'''
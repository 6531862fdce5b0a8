//! Multi-step operations and the state machine that drives them.
//!
//! Every operation follows the same protocol. [`Operation::build`] performs
//! all metadata work in one transaction and records a ledger entry.
//! [`Operation::exec`] performs the remote work, re-reading what it needs
//! from the ledger. [`Operation::finalize`] commits the result in one
//! transaction and deletes the entry. [`Operation::rollback`] undoes a
//! failed attempt. Operations that can be recovered after a crash also
//! implement [`CleanableOperation`], whose `clean` and `clean_done` steps are
//! idempotent replays of teardown used by the cleaner.

use std::future::Future;
use std::pin::Pin;
use std::sync::Arc;

use thiserror::Error;

use crate::db::{Db, DbError};
use crate::entities::{BlockSizeError, CapacityError, EntryState, HostedSizeError};
use crate::executor::{Executor, ExecutorError};
use crate::health::{NodeHealth, cluster_hosts};
use crate::pending::LedgerError;
use crate::placement::{BrickLimits, PlacementError};

mod block_create;
mod block_delete;
mod block_restriction;
mod common;
mod device_remove;
mod load;
mod runner;
mod volume_clone;
mod volume_create;
mod volume_delete;
mod volume_expand;

pub use block_create::BlockVolumeCreateOperation;
pub use block_delete::BlockVolumeDeleteOperation;
pub use block_restriction::SetBlockRestrictionOperation;
pub use device_remove::DeviceRemoveOperation;
pub use load::load_operation;
pub use runner::{RunError, finish_operation, run_operation};
pub use volume_clone::VolumeCloneOperation;
pub use volume_create::VolumeCreateOperation;
pub use volume_delete::VolumeDeleteOperation;
pub use volume_expand::VolumeExpandOperation;

/// Boxed future returned by the asynchronous operation phases.
pub type OpFuture<'a> = Pin<Box<dyn Future<Output = Result<(), OperationError>> + Send + 'a>>;

/// Errors raised by operation phases.
#[derive(Clone, Debug, Error, Eq, PartialEq)]
pub enum OperationError {
    /// An entity is already owned by another pending operation.
    #[error("{id} is in use by a pending operation")]
    Conflict {
        /// Entity identifier.
        id: String,
    },
    /// A volume with the requested name already exists.
    #[error("volume name {name} is already in use")]
    NameTaken {
        /// Requested name.
        name: String,
    },
    /// A block-hosting volume is already being created.
    #[error("too many operations in progress, try again later")]
    TooManyOperations,
    /// Block-hosting volumes cannot be cloned.
    #[error("volume {volume} hosts block volumes and cannot be cloned")]
    CloneBlockVolume {
        /// Volume identifier.
        volume: String,
    },
    /// A block-hosting volume is being deleted while still hosting.
    #[error("volume {volume} still hosts block volumes")]
    HostingVolumeInUse {
        /// Volume identifier.
        volume: String,
    },
    /// No hosting volume fits and automatic creation is disabled.
    #[error("block hosting volume creation is disabled and no existing volume can host {size} GiB")]
    BlockHostingDisabled {
        /// Requested block volume size in GiB.
        size: u64,
    },
    /// The block volume would not fit in a new hosting volume.
    #[error("block volume of {requested} GiB exceeds the {max} GiB a new hosting volume provides")]
    BlockSizeTooLarge {
        /// Requested size in GiB.
        requested: u64,
        /// Usable space of a new hosting volume in GiB.
        max: u64,
    },
    /// The hosting volume refuses new block volumes.
    #[error("block hosting volume {volume} is locked")]
    BlockHostingLocked {
        /// Volume identifier.
        volume: String,
    },
    /// The hosting volume lacks the free space the change needs.
    #[error("block hosting volume {volume} has {free} GiB free, {required} GiB required")]
    InsufficientBlockSpace {
        /// Volume identifier.
        volume: String,
        /// Free space in GiB.
        free: u64,
        /// Space needed in GiB.
        required: u64,
    },
    /// The persisted restriction is not one this build understands.
    #[error("volume {volume} has an unrecognised block restriction")]
    UnknownRestriction {
        /// Volume identifier.
        volume: String,
    },
    /// The volume does not host block volumes.
    #[error("volume {volume} is not a block hosting volume")]
    NotBlockHosting {
        /// Volume identifier.
        volume: String,
    },
    /// A device is not in the state the operation requires.
    #[error("device {device} is {state:?}, expected {expected:?}")]
    DeviceState {
        /// Device identifier.
        device: String,
        /// Current state.
        state: EntryState,
        /// Required state.
        expected: EntryState,
    },
    /// No device can take over a brick being evacuated.
    #[error("no replacement device available for brick {brick}")]
    NoReplacement {
        /// Brick identifier.
        brick: String,
    },
    /// The remote and recorded views of an entity disagree.
    #[error("{message}")]
    Inconsistent {
        /// What did not match.
        message: String,
    },
    /// Store access failed.
    #[error(transparent)]
    Db(#[from] DbError),
    /// Ledger bookkeeping failed.
    #[error(transparent)]
    Ledger(#[from] LedgerError),
    /// Bricks could not be placed.
    #[error(transparent)]
    Placement(#[from] PlacementError),
    /// Device capacity bookkeeping failed.
    #[error(transparent)]
    Capacity(#[from] CapacityError),
    /// Block-hosting size bookkeeping failed.
    #[error(transparent)]
    BlockSize(#[from] BlockSizeError),
    /// A remote call failed.
    #[error(transparent)]
    Executor(#[from] ExecutorError),
    /// The wrapped failure may succeed on a fresh attempt.
    #[error("{0}")]
    Retryable(Box<OperationError>),
}

impl OperationError {
    /// Wraps `err` so the runner rebuilds and retries.
    #[must_use]
    pub fn retryable(err: impl Into<Self>) -> Self {
        Self::Retryable(Box::new(err.into()))
    }

    /// Returns `true` for [`OperationError::Retryable`].
    #[must_use]
    pub const fn is_retryable(&self) -> bool {
        matches!(self, Self::Retryable(_))
    }

    /// The underlying failure with any retry wrapper removed.
    #[must_use]
    pub fn into_inner(self) -> Self {
        match self {
            Self::Retryable(inner) => inner.into_inner(),
            other => other,
        }
    }
}

impl From<HostedSizeError> for OperationError {
    fn from(err: HostedSizeError) -> Self {
        match err {
            HostedSizeError::Db(inner) => Self::Db(inner),
            HostedSizeError::Size(inner) => Self::BlockSize(inner),
        }
    }
}

/// Policy values consulted while building operations.
#[derive(Clone, Debug, Eq, PartialEq)]
pub struct OperationSettings {
    /// Brick splitting bounds.
    pub limits: BrickLimits,
    /// Retries granted to volume creation.
    pub create_volume_max_retries: u32,
    /// Create a block-hosting volume when none can take a block volume.
    pub auto_create_block_hosting_volume: bool,
    /// Size of automatically created block-hosting volumes in GiB.
    pub block_hosting_volume_size: u64,
    /// Gluster options applied to automatically created block-hosting
    /// volumes.
    pub block_hosting_volume_options: Vec<String>,
}

impl Default for OperationSettings {
    fn default() -> Self {
        Self {
            limits: BrickLimits::default(),
            create_volume_max_retries: 4,
            auto_create_block_hosting_volume: false,
            block_hosting_volume_size: 1100,
            block_hosting_volume_options: vec![String::from("group gluster-block")],
        }
    }
}

/// Everything an operation needs besides the executor.
#[derive(Clone)]
pub struct OperationContext {
    /// Entity store.
    pub db: Arc<Db>,
    /// Policy values.
    pub settings: Arc<OperationSettings>,
    /// Node health oracle consulted when choosing hosts.
    pub health: Arc<dyn NodeHealth>,
}

impl std::fmt::Debug for OperationContext {
    fn fmt(&self, f: &mut std::fmt::Formatter<'_>) -> std::fmt::Result {
        f.debug_struct("OperationContext")
            .field("db", &self.db)
            .field("settings", &self.settings)
            .finish_non_exhaustive()
    }
}

impl OperationContext {
    /// Bundles a store, settings and health oracle.
    #[must_use]
    pub fn new(db: Arc<Db>, settings: OperationSettings, health: Arc<dyn NodeHealth>) -> Self {
        Self {
            db,
            settings: Arc::new(settings),
            health,
        }
    }

    /// Management hosts of `cluster_id` believed to be up.
    ///
    /// # Errors
    ///
    /// Returns [`DbError`] when the cluster cannot be read.
    pub fn hosts(&self, cluster_id: &str) -> Result<Vec<String>, DbError> {
        self.db
            .view(|tx| cluster_hosts(tx, cluster_id, self.health.as_ref()))
    }
}

/// The build, exec, finalize and rollback protocol.
pub trait Operation: Send {
    /// Short human-readable kind, used in logs.
    fn label(&self) -> &'static str;

    /// Identifier of the operation's ledger entry.
    fn id(&self) -> &str;

    /// Context the operation runs in.
    fn context(&self) -> &OperationContext;

    /// Extra exec attempts granted after a retryable failure.
    fn max_retries(&self) -> u32 {
        0
    }

    /// Performs all metadata work in one transaction.
    ///
    /// # Errors
    ///
    /// Returns [`OperationError`] without changing the store.
    fn build(&mut self) -> Result<(), OperationError>;

    /// Performs the remote work.
    fn exec<'a>(&'a mut self, executor: &'a dyn Executor) -> OpFuture<'a>;

    /// Commits the result and deletes the ledger entry.
    ///
    /// # Errors
    ///
    /// Returns [`OperationError`] when the commit transaction fails.
    fn finalize(&mut self) -> Result<(), OperationError>;

    /// Undoes a failed attempt.
    fn rollback<'a>(&'a mut self, executor: &'a dyn Executor) -> OpFuture<'a>;

    /// The crash-recovery view of this operation, when it has one.
    fn as_cleanable(&mut self) -> Option<&mut dyn CleanableOperation> {
        None
    }
}

/// Operations the cleaner can drive to completion after a crash.
pub trait CleanableOperation: Operation {
    /// Removes remote artefacts, tolerating ones that are already gone.
    fn clean<'a>(&'a mut self, executor: &'a dyn Executor) -> OpFuture<'a>;

    /// Removes the operation's records and ledger entry, restoring capacity.
    ///
    /// # Errors
    ///
    /// Returns [`OperationError`] when the store transaction fails.
    fn clean_done(&mut self) -> Result<(), OperationError>;
}

#[cfg(test)]
mod tests;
'''
## ASSIGNMENT
The first line of the listing above through the line containing "use crate::pending::LedgerError;": print exactly that, both ends included.

## ANSWER SPACE
repository 6531862fdce5b0a8
//! Multi-step operations and the state machine that drives them.
//!
//! Every operation follows the same protocol. [`Operation::build`] performs
//! all metadata work in one transaction and records a ledger entry.
//! [`Operation::exec`] performs the remote work, re-reading what it needs
//! from the ledger. [`Operation::finalize`] commits the result in one
//! transaction and deletes the entry. [`Operation::rollback`] undoes a
//! failed attempt. Operations that can be recovered after a crash also
//! implement [`CleanableOperation`], whose `clean` and `clean_done` steps are
//! idempotent replays of teardown used by the cleaner.

use std::future::Future;
use std::pin::Pin;
use std::sync::Arc;

use thiserror::Error;

use crate::db::{Db, DbError};
use crate::entities::{BlockSizeError, CapacityError, EntryState, HostedSizeError};
use crate::executor::{Executor, ExecutorError};
use crate::health::{NodeHealth, cluster_hosts};
use crate::pending::LedgerError;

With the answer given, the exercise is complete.